**WHAT YOU HAVE TO DO:** Please return each line of the listing exactly as given.

....

use serde_json::json;
use std::sync::Arc;
use std::time::Duration;
use tokio::sync::Semaphore;
use tokio::task::JoinSet;
use tokio::time::sleep;

use super::{ChainClient, RetryingBlockFetcher, TransactionClassifier};
use crate::config::AppConfig;
use crate::error::Result;
use crate::logging::{ErrorLogger, LogContext, MetricsLogger, PerformanceMonitor};
use crate::models::{Cursor, WatchlistSnapshot};
use crate::retry::RetryConfig;
use crate::services::{dispatch, EventSink, WatchlistSource};

/// Per-network scheduling knobs
#[derive(Debug, Clone)]
pub struct MonitorSettings {
    /// Sleep when no new block exists or the height query fails
    pub poll_interval: Duration,
    /// Upper bound on block tasks in flight
    pub max_concurrent_blocks: usize,
    pub retry: RetryConfig,
}

impl Default for MonitorSettings {
    fn default() -> Self {
        Self {
            poll_interval: Duration::from_secs(2),
            max_concurrent_blocks: 16,
            retry: RetryConfig::default(),
        }
    }
}

impl MonitorSettings {
    pub fn from_config(config: &AppConfig) -> Self {
        Self {
            poll_interval: config.monitor.poll_interval(),
            max_concurrent_blocks: config.monitor.max_concurrent_blocks.max(1),
            retry: RetryConfig::from(&config.fetch),
        }
    }
}

/// Outcome of one Scanning pass
#[derive(Debug, Clone, Default, PartialEq, Eq)]
pub struct CycleReport {
    pub first_block: u64,
    pub last_block: u64,
    pub events_emitted: usize,
    /// Blocks given up on; never revisited
    pub failed_blocks: Vec<u64>,
    /// Block tasks that panicked
    pub panicked_tasks: usize,
}

impl CycleReport {
    /// Zero when the cycle ended before its first block
    pub fn blocks_in_range(&self) -> u64 {
        self.last_block.saturating_add(1).saturating_sub(self.first_block)
    }
}

/// Fetch, classify and dispatch for a single block
struct BlockScanner {
    network: String,
    fetcher: RetryingBlockFetcher,
    classifier: TransactionClassifier,
    sink: Arc<dyn EventSink>,
}

impl BlockScanner {
    async fn scan(&self, number: u64, watchlist: &WatchlistSnapshot) -> Result<usize> {
        let monitor = PerformanceMonitor::new("scan_block").with_metadata("block_number", json!(number));

        let block = self.fetcher.fetch(number).await?;

        let mut events = 0;
        for tx in &block.transactions {
            for event in self.classifier.classify(tx, block.number, watchlist).await {
                dispatch(&self.sink, event);
                events += 1;
            }
        }

        let elapsed = monitor.elapsed_ms();
        MetricsLogger::log_block_processed(&self.network, number, events, elapsed);
        Ok(events)
    }
}

/// Drives one network: owns its cursor and loops
/// `Initializing -> Polling <-> Scanning` forever.
pub struct NetworkMonitor {
    network: String,
    client: Arc<dyn ChainClient>,
    scanner: Arc<BlockScanner>,
    watchlist: Arc<dyn WatchlistSource>,
    settings: MonitorSettings,
    cursor: Option<Cursor>,
}

impl NetworkMonitor {
    pub fn new(
        client: Arc<dyn ChainClient>,
        watchlist: Arc<dyn WatchlistSource>,
        sink: Arc<dyn EventSink>,
        settings: MonitorSettings,
    ) -> Self {
        let network = client.network().to_string();
        let scanner = BlockScanner {
            network: network.clone(),
            fetcher: RetryingBlockFetcher::new(Arc::clone(&client), settings.retry.clone()),
            classifier: TransactionClassifier::new(Arc::clone(&client)),
            sink,
        };

        Self {
            network,
            client,
            scanner: Arc::new(scanner),
            watchlist,
            settings,
            cursor: None,
        }
    }

    pub fn network(&self) -> &str {
        &self.network
    }

    pub fn cursor(&self) -> Option<&Cursor> {
        self.cursor.as_ref()
    }

    fn context(&self, operation: &str) -> LogContext {
        LogContext::new("network_monitor", operation).with_network(&self.network)
    }

    /// Set the cursor to the current height, retrying until the node answers
    pub async fn initialize(&mut self) -> u64 {
        loop {
            match self.client.current_height().await {
                Ok(height) => {
                    self.cursor = Some(Cursor::new(&self.network, height));
                    self.context("initialize")
                        .with_block_number(height)
                        .info(&format!("{} - Starting at block {}", self.network, height));
                    return height;
                }
                Err(e) => {
                    ErrorLogger::log_error(&e, Some(self.context("initialize")));
                    sleep(self.settings.poll_interval).await;
                }
            }
        }
    }

    /// One Polling step: scan if the chain moved past the cursor, otherwise sleep
    pub async fn poll_once(&mut self) -> Option<CycleReport> {
        if self.cursor.is_none() {
            self.initialize().await;
        }

        let height = match self.client.current_height().await {
            Ok(height) => height,
            Err(e) => {
                ErrorLogger::log_error(&e, Some(self.context("poll")));
                sleep(self.settings.poll_interval).await;
                return None;
            }
        };

        let behind = self.cursor.as_ref().map_or(false, |cursor| cursor.is_behind(height));
        if !behind {
            self.context("poll")
                .with_block_number(height)
                .trace("No new blocks");
            sleep(self.settings.poll_interval).await;
            return None;
        }

        Some(self.run_cycle(height).await)
    }

    /// Scan `[cursor, height]` against one watchlist snapshot, then move the
    /// cursor past `height` whatever happened to individual blocks.
    pub async fn run_cycle(&mut self, height: u64) -> CycleReport {
        let first_block = match &self.cursor {
            Some(cursor) => cursor.next_block(),
            None => height,
        };
        let mut report = CycleReport {
            first_block,
            last_block: height,
            ..CycleReport::default()
        };
        if first_block > height {
            return report;
        }

        let monitor = PerformanceMonitor::new("scan_cycle");
        let watchlist = self.watchlist.snapshot(&self.network).await;
        self.context("scan")
            .with_metadata("first_block", json!(first_block))
            .with_metadata("last_block", json!(height))
            .with_metadata("watched_addresses", json!(watchlist.len()))
            .debug(&format!("{} - Scanning blocks {}..={}", self.network, first_block, height));

        let semaphore = Arc::new(Semaphore::new(self.settings.max_concurrent_blocks));
        let mut tasks = JoinSet::new();

        for number in first_block..=height {
            let permit = match Arc::clone(&semaphore).acquire_owned().await {
                Ok(permit) => permit,
                Err(_) => break,
            };
            let scanner = Arc::clone(&self.scanner);
            let watchlist = watchlist.clone();

            tasks.spawn(async move {
                let _permit = permit;
                (number, scanner.scan(number, &watchlist).await)
            });
        }

        while let Some(joined) = tasks.join_next().await {
            match joined {
                Ok((_, Ok(events))) => report.events_emitted += events,
                Ok((number, Err(e))) => {
                    ErrorLogger::log_error(&e, Some(self.context("scan_block").with_block_number(number)));
                    report.failed_blocks.push(number);
                }
                Err(join_error) => {
                    self.context("scan_block")
                        .with_metadata("error", json!(join_error.to_string()))
                        .error("Block task panicked");
                    report.panicked_tasks += 1;
                }
            }
        }
        report.failed_blocks.sort_unstable();

        if let Some(cursor) = self.cursor.as_mut() {
            cursor.advance_past(height);
        } else {
            self.cursor = Some(Cursor::new(&self.network, height.saturating_add(1)));
        }

        MetricsLogger::log_cycle_completed(
            &self.network,
            first_block,
            height,
            report.failed_blocks.len() + report.panicked_tasks,
            monitor.elapsed_ms(),
        );
        report
    }

    /// Run until the task is dropped
    pub async fn run(mut self) {
        self.initialize().await;
        loop {
            self.poll_once().await;
        }
    }
}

....

**WRITTEN SOLUTION:**
use serde_json::json;
use std::sync::Arc;
use std::time::Duration;
use tokio::sync::Semaphore;
use tokio::task::JoinSet;
use tokio::time::sleep;

use super::{ChainClient, RetryingBlockFetcher, TransactionClassifier};
use crate::config::AppConfig;
use crate::error::Result;
use crate::logging::{ErrorLogger, LogContext, MetricsLogger, PerformanceMonitor};
use crate::models::{Cursor, WatchlistSnapshot};
use crate::retry::RetryConfig;
use crate::services::{dispatch, EventSink, WatchlistSource};

/// Per-network scheduling knobs
#[derive(Debug, Clone)]
pub struct MonitorSettings {
    /// Sleep when no new block exists or the height query fails
    pub poll_interval: Duration,
    /// Upper bound on block tasks in flight
    pub max_concurrent_blocks: usize,
    pub retry: RetryConfig,
}

impl Default for MonitorSettings {
    fn default() -> Self {
        Self {
            poll_interval: Duration::from_secs(2),
            max_concurrent_blocks: 16,
            retry: RetryConfig::default(),
        }
    }
}

impl MonitorSettings {
    pub fn from_config(config: &AppConfig) -> Self {
        Self {
            poll_interval: config.monitor.poll_interval(),
            max_concurrent_blocks: config.monitor.max_concurrent_blocks.max(1),
            retry: RetryConfig::from(&config.fetch),
        }
    }
}

/// Outcome of one Scanning pass
#[derive(Debug, Clone, Default, PartialEq, Eq)]
pub struct CycleReport {
    pub first_block: u64,
    pub last_block: u64,
    pub events_emitted: usize,
    /// Blocks given up on; never revisited
    pub failed_blocks: Vec<u64>,
    /// Block tasks that panicked
    pub panicked_tasks: usize,
}

impl CycleReport {
    /// Zero when the cycle ended before its first block
    pub fn blocks_in_range(&self) -> u64 {
        self.last_block.saturating_add(1).saturating_sub(self.first_block)
    }
}

/// Fetch, classify and dispatch for a single block
struct BlockScanner {
    network: String,
    fetcher: RetryingBlockFetcher,
    classifier: TransactionClassifier,
    sink: Arc<dyn EventSink>,
}

impl BlockScanner {
    async fn scan(&self, number: u64, watchlist: &WatchlistSnapshot) -> Result<usize> {
        let monitor = PerformanceMonitor::new("scan_block").with_metadata("block_number", json!(number));

        let block = self.fetcher.fetch(number).await?;

        let mut events = 0;
        for tx in &block.transactions {
            for event in self.classifier.classify(tx, block.number, watchlist).await {
                dispatch(&self.sink, event);
                events += 1;
            }
        }

        let elapsed = monitor.elapsed_ms();
        MetricsLogger::log_block_processed(&self.network, number, events, elapsed);
        Ok(events)
    }
}

/// Drives one network: owns its cursor and loops
/// `Initializing -> Polling <-> Scanning` forever.
pub struct NetworkMonitor {
    network: String,
    client: Arc<dyn ChainClient>,
    scanner: Arc<BlockScanner>,
    watchlist: Arc<dyn WatchlistSource>,
    settings: MonitorSettings,
    cursor: Option<Cursor>,
}

impl NetworkMonitor {
    pub fn new(
        client: Arc<dyn ChainClient>,
        watchlist: Arc<dyn WatchlistSource>,
        sink: Arc<dyn EventSink>,
        settings: MonitorSettings,
    ) -> Self {
        let network = client.network().to_string();
        let scanner = BlockScanner {
            network: network.clone(),
            fetcher: RetryingBlockFetcher::new(Arc::clone(&client), settings.retry.clone()),
            classifier: TransactionClassifier::new(Arc::clone(&client)),
            sink,
        };

        Self {
            network,
            client,
            scanner: Arc::new(scanner),
            watchlist,
            settings,
            cursor: None,
        }
    }

    pub fn network(&self) -> &str {
        &self.network
    }

    pub fn cursor(&self) -> Option<&Cursor> {
        self.cursor.as_ref()
    }

    fn context(&self, operation: &str) -> LogContext {
        LogContext::new("network_monitor", operation).with_network(&self.network)
    }

    /// Set the cursor to the current height, retrying until the node answers
    pub async fn initialize(&mut self) -> u64 {
        loop {
            match self.client.current_height().await {
                Ok(height) => {
                    self.cursor = Some(Cursor::new(&self.network, height));
                    self.context("initialize")
                        .with_block_number(height)
                        .info(&format!("{} - Starting at block {}", self.network, height));
                    return height;
                }
                Err(e) => {
                    ErrorLogger::log_error(&e, Some(self.context("initialize")));
                    sleep(self.settings.poll_interval).await;
                }
            }
        }
    }

    /// One Polling step: scan if the chain moved past the cursor, otherwise sleep
    pub async fn poll_once(&mut self) -> Option<CycleReport> {
        if self.cursor.is_none() {
            self.initialize().await;
        }

        let height = match self.client.current_height().await {
            Ok(height) => height,
            Err(e) => {
                ErrorLogger::log_error(&e, Some(self.context("poll")));
                sleep(self.settings.poll_interval).await;
                return None;
            }
        };

        let behind = self.cursor.as_ref().map_or(false, |cursor| cursor.is_behind(height));
        if !behind {
            self.context("poll")
                .with_block_number(height)
                .trace("No new blocks");
            sleep(self.settings.poll_interval).await;
            return None;
        }

        Some(self.run_cycle(height).await)
    }

    /// Scan `[cursor, height]` against one watchlist snapshot, then move the
    /// cursor past `height` whatever happened to individual blocks.
    pub async fn run_cycle(&mut self, height: u64) -> CycleReport {
        let first_block = match &self.cursor {
            Some(cursor) => cursor.next_block(),
            None => height,
        };
        let mut report = CycleReport {
            first_block,
            last_block: height,
            ..CycleReport::default()
        };
        if first_block > height {
            return report;
        }

        let monitor = PerformanceMonitor::new("scan_cycle");
        let watchlist = self.watchlist.snapshot(&self.network).await;
        self.context("scan")
            .with_metadata("first_block", json!(first_block))
            .with_metadata("last_block", json!(height))
            .with_metadata("watched_addresses", json!(watchlist.len()))
            .debug(&format!("{} - Scanning blocks {}..={}", self.network, first_block, height));

        let semaphore = Arc::new(Semaphore::new(self.settings.max_concurrent_blocks));
        let mut tasks = JoinSet::new();

        for number in first_block..=height {
            let permit = match Arc::clone(&semaphore).acquire_owned().await {
                Ok(permit) => permit,
                Err(_) => break,
            };
            let scanner = Arc::clone(&self.scanner);
            let watchlist = watchlist.clone();

            tasks.spawn(async move {
                let _permit = permit;
                (number, scanner.scan(number, &watchlist).await)
            });
        }

        while let Some(joined) = tasks.join_next().await {
            match joined {
                Ok((_, Ok(events))) => report.events_emitted += events,
                Ok((number, Err(e))) => {
                    ErrorLogger::log_error(&e, Some(self.context("scan_block").with_block_number(number)));
                    report.failed_blocks.push(number);
                }
                Err(join_error) => {
                    self.context("scan_block")
                        .with_metadata("error", json!(join_error.to_string()))
                        .error("Block task panicked");
                    report.panicked_tasks += 1;
                }
            }
        }
        report.failed_blocks.sort_unstable();

        if let Some(cursor) = self.cursor.as_mut() {
            cursor.advance_past(height);
        } else {
            self.cursor = Some(Cursor::new(&self.network, height.saturating_add(1)));
        }

        MetricsLogger::log_cycle_completed(
            &self.network,
            first_block,
            height,
            report.failed_blocks.len() + report.panicked_tasks,
            monitor.elapsed_ms(),
        );
        report
    }

    /// Run until the task is dropped
    pub async fn run(mut self) {
        self.initialize().await;
        loop {
            self.poll_once().await;
        }
    }
}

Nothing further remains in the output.